» PROBLEM TO SOLVE:
Write out, word for word, only the lines from the one containing "folder to scan" through the final line of the data.

(INFORMATION PROVIDED Opens)

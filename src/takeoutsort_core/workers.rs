use std::fs;
use std::path::{Path, PathBuf};

use crate::takeoutsort_core::dates::ResolvedDate;
use crate::takeoutsort_core::error::{Result, TakeoutError};
use crate::takeoutsort_core::exif::{EmbedRequest, MetadataTool};
use crate::takeoutsort_core::media::MediaFile;
use crate::takeoutsort_core::placement::{ClaimSet, PlaceMode, destination_dir, place_file, set_file_date};
use crate::takeoutsort_core::reconcile::{find_embedded_copy, has_matching_metadata};
use crate::takeoutsort_core::record::MetadataRecord;
use crate::takeoutsort_core::resolve::{ResolveOptions, resolve_from_file};

/// One unit of work. Tasks are independent of each other.
#[derive(Debug, Clone, PartialEq)]
pub enum Task {
    /// Media with a sidecar record: embed the record and place by its date.
    Paired { media: MediaFile, record: PathBuf },
    /// Media without a record: place by the best file-based date.
    Unpaired {
        media: MediaFile,
        guess: Option<ResolvedDate>,
    },
    /// A file already under `Unknown`: move it into the dated tree if possible.
    Relocate { media: MediaFile },
}

impl Task {
    pub fn media(&self) -> &MediaFile {
        match self {
            Task::Paired { media, .. } | Task::Unpaired { media, .. } | Task::Relocate { media } => media,
        }
    }
}

#[derive(Debug, Clone, PartialEq, Eq)]
pub enum TaskOutcome {
    /// `dated` is false when the file ended up without any date.
    Succeeded { message: String, dated: bool },
    Failed { message: String },
}

impl TaskOutcome {
    pub fn is_success(&self) -> bool {
        matches!(self, TaskOutcome::Succeeded { .. })
    }

    pub fn message(&self) -> &str {
        match self {
            TaskOutcome::Succeeded { message, .. } | TaskOutcome::Failed { message } => message,
        }
    }
}

/// Settings shared by every task in a run, plus the run's destination claims.
#[derive(Debug)]
pub struct TaskContext {
    pub output_root: PathBuf,
    pub resolve: ResolveOptions,
    pub claims: ClaimSet,
}

impl TaskContext {
    pub fn new(output_root: PathBuf, resolve: ResolveOptions) -> Self {
        TaskContext {
            output_root,
            resolve,
            claims: ClaimSet::new(),
        }
    }
}

/// Run one task to completion. Every error is converted into `TaskOutcome::Failed`.
pub fn process_task(tool: &mut dyn MetadataTool, task: &Task, ctx: &TaskContext) -> TaskOutcome {
    let result = match task {
        Task::Paired { media, record } => process_paired(tool, media, record, ctx),
        Task::Unpaired { media, guess } => process_unpaired(tool, media, *guess, ctx),
        Task::Relocate { media } => process_relocate(tool, media, ctx),
    };

    result.unwrap_or_else(|e| TaskOutcome::Failed {
        message: e.to_string(),
    })
}

fn process_paired(
    tool: &mut dyn MetadataTool,
    media: &MediaFile,
    record_path: &Path,
    ctx: &TaskContext,
) -> Result<TaskOutcome> {
    let record = match MetadataRecord::load(record_path) {
        Ok(record) => record,
        Err(e) => {
            log::warn!("{}; processing {} without it", e, media.filename());
            return process_unpaired(tool, media, None, ctx);
        }
    };

    let record_date = record.resolved_date();
    let date = record_date.or_else(|| resolve_from_file(tool, &media.path, &ctx.resolve, None));
    let dest_dir = destination_dir(&ctx.output_root, date.as_ref().map(|d| &d.at));

    if let Some(record_date) = record_date {
        let existing = if has_matching_metadata(tool, &media.path, record_date.at) {
            let placed = place_file(
                &media.path,
                &dest_dir,
                &media.filename(),
                PlaceMode::CopyVerbatim,
                &ctx.claims,
            )?;
            Some(placed.path)
        } else {
            // Stamped by an earlier run whose ledger was already cleared.
            find_embedded_copy(
                tool,
                &dest_dir,
                &media.filename(),
                media.kind,
                record_date.at,
                &ctx.claims,
            )
        };

        if let Some(path) = existing {
            apply_date(&path, &record_date);
            return Ok(TaskOutcome::Succeeded {
                message: format!("Already has metadata (Date: {})", record_date.display_day()),
                dated: true,
            });
        }
    }

    let placed = place_file(&media.path, &dest_dir, &media.filename(), PlaceMode::Copy, &ctx.claims)?;
    let request = EmbedRequest::from_record(&record, date.map(|d| d.at));

    if let Err(e) = tool.embed(&placed.path, media.kind, &request) {
        discard(&placed.path);
        return Err(TakeoutError::Exiftool(e));
    }

    if let Some(date) = &date {
        if let Err(e) = set_file_date(&placed.path, date) {
            discard(&placed.path);
            return Err(TakeoutError::PlacementFailed {
                source_path: media.path.clone(),
                destination: placed.path,
                error: e,
            });
        }
    }

    Ok(TaskOutcome::Succeeded {
        message: request.summary(),
        dated: date.is_some(),
    })
}

fn process_unpaired(
    tool: &mut dyn MetadataTool,
    media: &MediaFile,
    guess: Option<ResolvedDate>,
    ctx: &TaskContext,
) -> Result<TaskOutcome> {
    let date = resolve_from_file(tool, &media.path, &ctx.resolve, guess);
    let dest_dir = destination_dir(&ctx.output_root, date.as_ref().map(|d| &d.at));
    let placed = place_file(&media.path, &dest_dir, &media.filename(), PlaceMode::CopyVerbatim, &ctx.claims)?;

    match date {
        Some(date) => {
            apply_date(&placed.path, &date);
            Ok(TaskOutcome::Succeeded {
                message: format!("Date: {} ({})", date.display_day(), date.provenance),
                dated: true,
            })
        }
        None => Ok(TaskOutcome::Succeeded {
            message: "No date (moved to Unknown)".to_string(),
            dated: false,
        }),
    }
}

fn process_relocate(
    tool: &mut dyn MetadataTool,
    media: &MediaFile,
    ctx: &TaskContext,
) -> Result<TaskOutcome> {
    let Some(date) = resolve_from_file(tool, &media.path, &ctx.resolve, None) else {
        return Ok(TaskOutcome::Succeeded {
            message: "No date found, left in place".to_string(),
            dated: false,
        });
    };

    let dest_dir = destination_dir(&ctx.output_root, Some(&date.at));
    let placed = place_file(&media.path, &dest_dir, &media.filename(), PlaceMode::Move, &ctx.claims)?;
    apply_date(&placed.path, &date);

    Ok(TaskOutcome::Succeeded {
        message: format!(
            "Moved to {}/{} (Date: {}, {})",
            date.at.year(),
            date.at.month(),
            date.display_day(),
            date.provenance
        ),
        dated: true,
    })
}

/// Best-effort mtime update for files whose content is already final.
fn apply_date(path: &Path, date: &ResolvedDate) {
    if let Err(e) = set_file_date(path, date) {
        log::warn!("Could not update file timestamp for {}: {}", path.display(), e);
    }
}

fn discard(path: &Path) {
    if let Err(e) = fs::remove_file(path) {
        log::warn!("Could not remove partial output {}: {}", path.display(), e);
    }
}
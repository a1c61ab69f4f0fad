use clap::{Parser, Subcommand};
use simplelog::LevelFilter;
use std::path::PathBuf;

use crate::takeoutsort_core::resolve::DEFAULT_MIN_AGE_DAYS;

#[derive(Parser, Debug)]
#[command(author, version, about = "Embed cloud-export JSON metadata into photos and videos and sort them by date")]
#[command(propagate_version = true)]
pub struct Cli {
    #[command(subcommand)]
    pub command: Commands,

    /// Enable file logging to takeoutsort.log
    #[arg(long = "log", global = true)]
    pub log: bool,

    /// Log level for file logging (debug, info, warn, error)
    #[arg(long, default_value_t = LevelFilter::Debug, global = true)]
    pub log_level: LevelFilter,
}

#[derive(Subcommand, Debug)]
pub enum Commands {
    /// Embed metadata and sort an export folder into Output/<year>/<Month>
    Run {
        /// Export folder (prompted for when omitted)
        input_dir: Option<PathBuf>,

        /// Guess dates for files without metadata from similarly numbered files
        #[arg(long, conflicts_with = "no_guess")]
        guess_dates: bool,

        /// Never guess dates, and don't ask
        #[arg(long)]
        no_guess: bool,

        /// Fall back to file modification times when a file has no embedded date
        #[arg(long)]
        use_file_time: bool,

        /// Ignore modification times younger than this many days
        #[arg(long, default_value_t = DEFAULT_MIN_AGE_DAYS)]
        min_age_days: u64,

        /// Number of parallel workers (defaults to CPU count - 1, between 4 and 8)
        #[arg(long)]
        workers: Option<usize>,

        /// Forget previously processed files and start over
        #[arg(long)]
        reset: bool,

        /// Don't ask for confirmation
        #[arg(short = 'y', long)]
        yes: bool,
    },

    /// Move files out of an Output/Unknown folder once a date can be found
    Reorganize {
        /// The Unknown folder to reorganize
        #[arg(required = true)]
        unknown_dir: PathBuf,

        /// Don't fall back to file modification times
        #[arg(long)]
        no_file_time: bool,

        /// Ignore modification times younger than this many days
        #[arg(long, default_value_t = DEFAULT_MIN_AGE_DAYS)]
        min_age_days: u64,

        /// Number of parallel workers
        #[arg(long)]
        workers: Option<usize>,
    },

    /// Show how media files pair with their JSON records, without changing anything
    Scan {
        /// Export folder to scan
        #[arg(required = true)]
        input_dir: PathBuf,
    },

    /// Check that the files in an Output folder are readable and carry dates
    Verify {
        /// The Output folder to check
        #[arg(required = true)]
        output_dir: PathBuf,
    },

    /// Delete the saved processing state of an export folder
    Reset {
        /// Export folder whose state should be cleared
        #[arg(required = true)]
        input_dir: PathBuf,
    },
}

(INFORMATION PROVIDED Closes)

» RESPONSE FOR THIS EXERCISE:
        /// Export folder to scan
        #[arg(required = true)]
        input_dir: PathBuf,
    },

    /// Check that the files in an Output folder are readable and carry dates
    Verify {
        /// The Output folder to check
        #[arg(required = true)]
        output_dir: PathBuf,
    },

    /// Delete the saved processing state of an export folder
    Reset {
        /// Export folder whose state should be cleared
        #[arg(required = true)]
        input_dir: PathBuf,
    },
}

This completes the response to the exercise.